Search each line below for the word "Span" and list those that contain it.

---------- Data excerpts

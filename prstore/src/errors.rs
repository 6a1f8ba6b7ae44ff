use chrono::{DateTime, Utc};
use thiserror::Error;

#[derive(Error, Debug)]
pub enum StorageError {
    #[error("SQLite operation failed: {0}")]
    SQLite(#[from] rusqlite::Error),

    #[error("IO error: {0}")]
    Io(#[from] std::io::Error),

    #[error("JSON serialization/deserialization error: {0}")]
    Json(#[from] serde_json::Error),

    #[error("Configuration error: {0}")]
    Config(String),

    #[error("Initialization failed: {0}")]
    Initialization(String),

    #[error("Entity not found: {0}")]
    NotFound(String),

    #[error("Invalid argument: {0}")]
    InvalidArg(String),

    #[error("Synchronization failed: {0}")]
    SyncError(String),

    #[error("Warehouse operation failed: {0}")]
    Warehouse(String),

    #[error("Embedding request failed: {0}")]
    Embedding(String),

    #[error("Source rate limit exhausted until {reset_at}")]
    RateLimited { reset_at: DateTime<Utc> },

    #[error("Source resource not found: {0}")]
    SourceNotFound(String),

    #[error("Transient source failure: {0}")]
    TransientSource(String),

    #[error(transparent)]
    Other(#[from] anyhow::Error),
}

pub type Result<T> = std::result::Result<T, StorageError>;
//! Configuration for level selection and contour generation.

use crate::error::{ContourError, Result};
use crate::levels::{BinOptions, MAX_BIN_COUNT};
use serde::{Deserialize, Serialize};

/// Default number of contour bins.
pub const DEFAULT_BIN_COUNT: usize = 10;

/// Configuration for [`ContourGenerator`](crate::ContourGenerator).
#[derive(Debug, Clone, PartialEq, Serialize, Deserialize)]
#[serde(default)]
pub struct ContourConfig {
    /// Number of bins between the minimum and maximum of the field.
    pub bin_count: usize,

    /// Bin width. When set, the bin count is derived from it.
    pub bin_width: Option<f64>,

    /// Process levels on the rayon thread pool.
    pub parallel: bool,
}

impl Default for ContourConfig {
    fn default() -> Self {
        Self {
            bin_count: DEFAULT_BIN_COUNT,
            bin_width: None,
            parallel: true,
        }
    }
}

impl ContourConfig {
    /// Load configuration from environment variables.
    pub fn from_env() -> Self {
        let mut config = Self::default();

        if let Ok(val) = std::env::var("CONTOUR_BIN_COUNT") {
            if let Ok(count) = val.parse() {
                config.bin_count = count;
            }
        }

        if let Ok(val) = std::env::var("CONTOUR_BIN_WIDTH") {
            if let Ok(width) = val.parse() {
                config.bin_width = Some(width);
            }
        }

        if let Ok(val) = std::env::var("CONTOUR_PARALLEL") {
            config.parallel = val.to_lowercase() == "true" || val == "1";
        }

        config
    }

    /// Parse configuration from a JSON document. Missing fields take defaults.
    pub fn from_json(json: &str) -> Result<Self> {
        Ok(serde_json::from_str(json)?)
    }

    /// Validate the configuration.
    pub fn validate(&self) -> Result<()> {
        if self.bin_count == 0 {
            return Err(ContourError::Config("bin_count must be > 0".to_string()));
        }

        if self.bin_count > MAX_BIN_COUNT {
            return Err(ContourError::Config(format!(
                "bin_count must be <= {}",
                MAX_BIN_COUNT
            )));
        }

        if let Some(width) = self.bin_width {
            if !width.is_finite() || width <= 0.0 {
                return Err(ContourError::Config(format!(
                    "bin_width must be a positive number (was {})",
                    width
                )));
            }
        }

        Ok(())
    }

    /// Bin options for level selection.
    pub fn bin_options(&self) -> BinOptions {
        BinOptions::new(self.bin_count, self.bin_width)
    }
}
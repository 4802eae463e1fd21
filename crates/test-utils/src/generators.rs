//! Synthetic scalar fields for contouring tests.
//!
//! All generators return values in row-major order (row 0 first), matching
//! the layout `ScalarField` expects. Row 0 is the bottom of the field.

/// Creates a field that increases linearly along x and y.
///
/// Each value is `col * dx + row * dy`.
///
/// # Example
///
/// ```
/// use test_utils::linear_ramp;
///
/// let grid = linear_ramp(3, 2, 1.0, 10.0);
/// assert_eq!(grid, vec![0.0, 1.0, 2.0, 10.0, 11.0, 12.0]);
/// ```
pub fn linear_ramp(width: usize, height: usize, dx: f64, dy: f64) -> Vec<f64> {
    let mut data = Vec::with_capacity(width * height);
    for row in 0..height {
        for col in 0..width {
            data.push(col as f64 * dx + row as f64 * dy);
        }
    }
    data
}

/// Creates a single smooth hill centered in the grid.
///
/// Values fall off as a Gaussian from `peak` at the center towards 0 at the
/// edges, so every contour of a level between the edge value and `peak` is
/// a closed loop.
pub fn radial_peak(width: usize, height: usize, peak: f64) -> Vec<f64> {
    let mut data = Vec::with_capacity(width * height);
    let cx = (width - 1) as f64 / 2.0;
    let cy = (height - 1) as f64 / 2.0;
    let sigma = (width.min(height) as f64 / 6.0).max(0.5);

    for row in 0..height {
        for col in 0..width {
            let dx = col as f64 - cx;
            let dy = row as f64 - cy;
            let r2 = dx * dx + dy * dy;
            data.push(peak * (-r2 / (2.0 * sigma * sigma)).exp());
        }
    }
    data
}

/// Creates a saddle: `(col - cx) * (row - cy)`, positive in two opposite
/// quadrants and negative in the other two.
pub fn saddle(width: usize, height: usize) -> Vec<f64> {
    let mut data = Vec::with_capacity(width * height);
    let cx = (width - 1) as f64 / 2.0;
    let cy = (height - 1) as f64 / 2.0;
    for row in 0..height {
        for col in 0..width {
            data.push((col as f64 - cx) * (row as f64 - cy));
        }
    }
    data
}

/// Creates a field of overlapping sine waves with several hills and valleys.
pub fn wave_field(width: usize, height: usize) -> Vec<f64> {
    let mut data = Vec::with_capacity(width * height);
    for row in 0..height {
        for col in 0..width {
            let fx = col as f64 / width as f64;
            let fy = row as f64 / height as f64;

            let v1 = (fx * std::f64::consts::PI * 4.0).sin() * 20.0;
            let v2 = (fy * std::f64::consts::PI * 4.0).sin() * 20.0;
            let v3 = ((fx + fy) * std::f64::consts::PI * 2.0).sin() * 10.0;

            data.push(50.0 + v1 + v2 + v3);
        }
    }
    data
}

/// Creates a grid with deterministic pseudo-random values in `[0, scale)`.
pub fn hashed_noise(width: usize, height: usize, seed: u32, scale: f64) -> Vec<f64> {
    let mut data = Vec::with_capacity(width * height);
    for row in 0..height {
        for col in 0..width {
            let hash = simple_hash(col as u32, row as u32, seed);
            data.push((hash % 10_000) as f64 / 10_000.0 * scale);
        }
    }
    data
}

/// Simple deterministic hash for reproducible test data.
fn simple_hash(x: u32, y: u32, seed: u32) -> u32 {
    let mut h = seed;
    h = h.wrapping_mul(31).wrapping_add(x);
    h = h.wrapping_mul(31).wrapping_add(y);
    h ^= h >> 16;
    h = h.wrapping_mul(0x85ebca6b);
    h ^= h >> 13;
    h = h.wrapping_mul(0xc2b2ae35);
    h ^= h >> 16;
    h
}

/// Creates a grid filled with a constant value.
pub fn constant_field(width: usize, height: usize, value: f64) -> Vec<f64> {
    vec![value; width * height]
}

/// X and Y coordinate series for a row-major grid over the given extent.
///
/// Useful for building a field from x/y/z columns.
pub fn grid_coordinates(
    width: usize,
    height: usize,
    x_min: f64,
    x_max: f64,
    y_min: f64,
    y_max: f64,
) -> (Vec<f64>, Vec<f64>) {
    let x_step = (x_max - x_min) / (width - 1) as f64;
    let y_step = (y_max - y_min) / (height - 1) as f64;
    let mut xs = Vec::with_capacity(width * height);
    let mut ys = Vec::with_capacity(width * height);
    for row in 0..height {
        for col in 0..width {
            xs.push(x_min + col as f64 * x_step);
            ys.push(y_min + row as f64 * y_step);
        }
    }
    (xs, ys)
}
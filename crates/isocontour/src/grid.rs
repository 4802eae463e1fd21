//! Regular scalar grids and grid shape inference.

use crate::error::{ContourError, Result};
use crate::types::{Point, Span};
use serde::{Deserialize, Serialize};

/// Infer `(col_count, row_count)` of a row-major regular grid from its
/// x-coordinate series.
///
/// The column count is the number of values seen before the first x repeats.
pub fn estimate_grid_shape(xs: &[f64]) -> Result<(usize, usize)> {
    let col_count = match xs.split_first() {
        Some((x0, rest)) => 1 + rest.iter().take_while(|&x| x != x0).count(),
        None => 0,
    };

    if col_count <= 1 {
        return Err(ContourError::invalid_grid_shape(format!(
            "data grid must be at least 2 columns wide (was {})",
            col_count
        )));
    }

    let row_count = xs.len() / col_count;
    if row_count <= 1 {
        return Err(ContourError::invalid_grid_shape(format!(
            "data grid must be at least 2 rows tall (was {})",
            row_count
        )));
    }

    Ok((col_count, row_count))
}

/// An immutable scalar field sampled on a regular rectangular grid.
///
/// Values are row-major: row 0 lies at `y_range.lower`, column 0 at
/// `x_range.lower`.
#[derive(Debug, Clone, PartialEq, Serialize, Deserialize)]
pub struct ScalarField {
    values: Vec<f64>,
    col_count: usize,
    row_count: usize,
    x_range: Span,
    y_range: Span,
}

impl ScalarField {
    /// Create a field, rejecting ragged grids, non-finite values and empty
    /// ranges.
    pub fn new(
        values: Vec<f64>,
        col_count: usize,
        row_count: usize,
        x_range: Span,
        y_range: Span,
    ) -> Result<Self> {
        if col_count < 2 || row_count < 2 {
            return Err(ContourError::invalid_grid_shape(format!(
                "grid must be at least 2x2 (was {}x{})",
                col_count, row_count
            )));
        }

        if values.len() != col_count * row_count {
            return Err(ContourError::invalid_field(format!(
                "expected {} values for a {}x{} grid, got {}",
                col_count * row_count,
                col_count,
                row_count,
                values.len()
            )));
        }

        if let Some(i) = values.iter().position(|v| !v.is_finite()) {
            return Err(ContourError::invalid_field(format!(
                "value at index {} is not finite ({})",
                i, values[i]
            )));
        }

        check_range("x", &x_range)?;
        check_range("y", &y_range)?;

        Ok(Self {
            values,
            col_count,
            row_count,
            x_range,
            y_range,
        })
    }

    /// Assemble a field from parallel x/y/z series laid out as a row-major
    /// grid. The shape is inferred from `xs`; the ranges from `xs` and `ys`.
    pub fn from_xyz(xs: &[f64], ys: &[f64], zs: Vec<f64>) -> Result<Self> {
        if xs.len() != zs.len() || ys.len() != zs.len() {
            return Err(ContourError::invalid_field(format!(
                "series lengths differ (x: {}, y: {}, z: {})",
                xs.len(),
                ys.len(),
                zs.len()
            )));
        }

        let (col_count, row_count) = estimate_grid_shape(xs)?;
        let x_range = Span::enclosing(xs)
            .ok_or_else(|| ContourError::invalid_field("x series has no finite values"))?;
        let y_range = Span::enclosing(ys)
            .ok_or_else(|| ContourError::invalid_field("y series has no finite values"))?;

        Self::new(zs, col_count, row_count, x_range, y_range)
    }

    pub fn values(&self) -> &[f64] {
        &self.values
    }

    pub fn col_count(&self) -> usize {
        self.col_count
    }

    pub fn row_count(&self) -> usize {
        self.row_count
    }

    pub fn x_range(&self) -> Span {
        self.x_range
    }

    pub fn y_range(&self) -> Span {
        self.y_range
    }

    /// Value at grid position `(col, row)`.
    pub fn value(&self, col: usize, row: usize) -> f64 {
        self.values[row * self.col_count + col]
    }

    /// Range of the field's values.
    pub fn z_range(&self) -> Span {
        // Non-empty and finite by construction.
        let first = self.values[0];
        let (lower, upper) = self
            .values
            .iter()
            .fold((first, first), |(lo, hi), &v| (lo.min(v), hi.max(v)));
        Span { lower, upper }
    }

    /// Real distance between adjacent columns.
    pub fn x_step(&self) -> f64 {
        self.x_range.length() / (self.col_count - 1) as f64
    }

    /// Real distance between adjacent rows.
    pub fn y_step(&self) -> f64 {
        self.y_range.length() / (self.row_count - 1) as f64
    }

    /// Real position of grid point `(0, 0)`.
    pub fn origin(&self) -> Point {
        Point::new(self.x_range.lower, self.y_range.lower)
    }
}

fn check_range(axis: &str, range: &Span) -> Result<()> {
    if !range.lower.is_finite() || !range.upper.is_finite() {
        return Err(ContourError::invalid_field(format!(
            "{} range is not finite",
            axis
        )));
    }
    if range.length() <= 0.0 {
        return Err(ContourError::invalid_field(format!(
            "{} range [{}, {}] is empty",
            axis, range.lower, range.upper
        )));
    }
    Ok(())
}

--------------------

▶ _Response to the exercise_
use crate::types::{Point, Span};
    x_range: Span,
    y_range: Span,
        x_range: Span,
        y_range: Span,
        let x_range = Span::enclosing(xs)
        let y_range = Span::enclosing(ys)
    pub fn x_range(&self) -> Span {
    pub fn y_range(&self) -> Span {
    pub fn z_range(&self) -> Span {
        Span { lower, upper }
fn check_range(axis: &str, range: &Span) -> Result<()> {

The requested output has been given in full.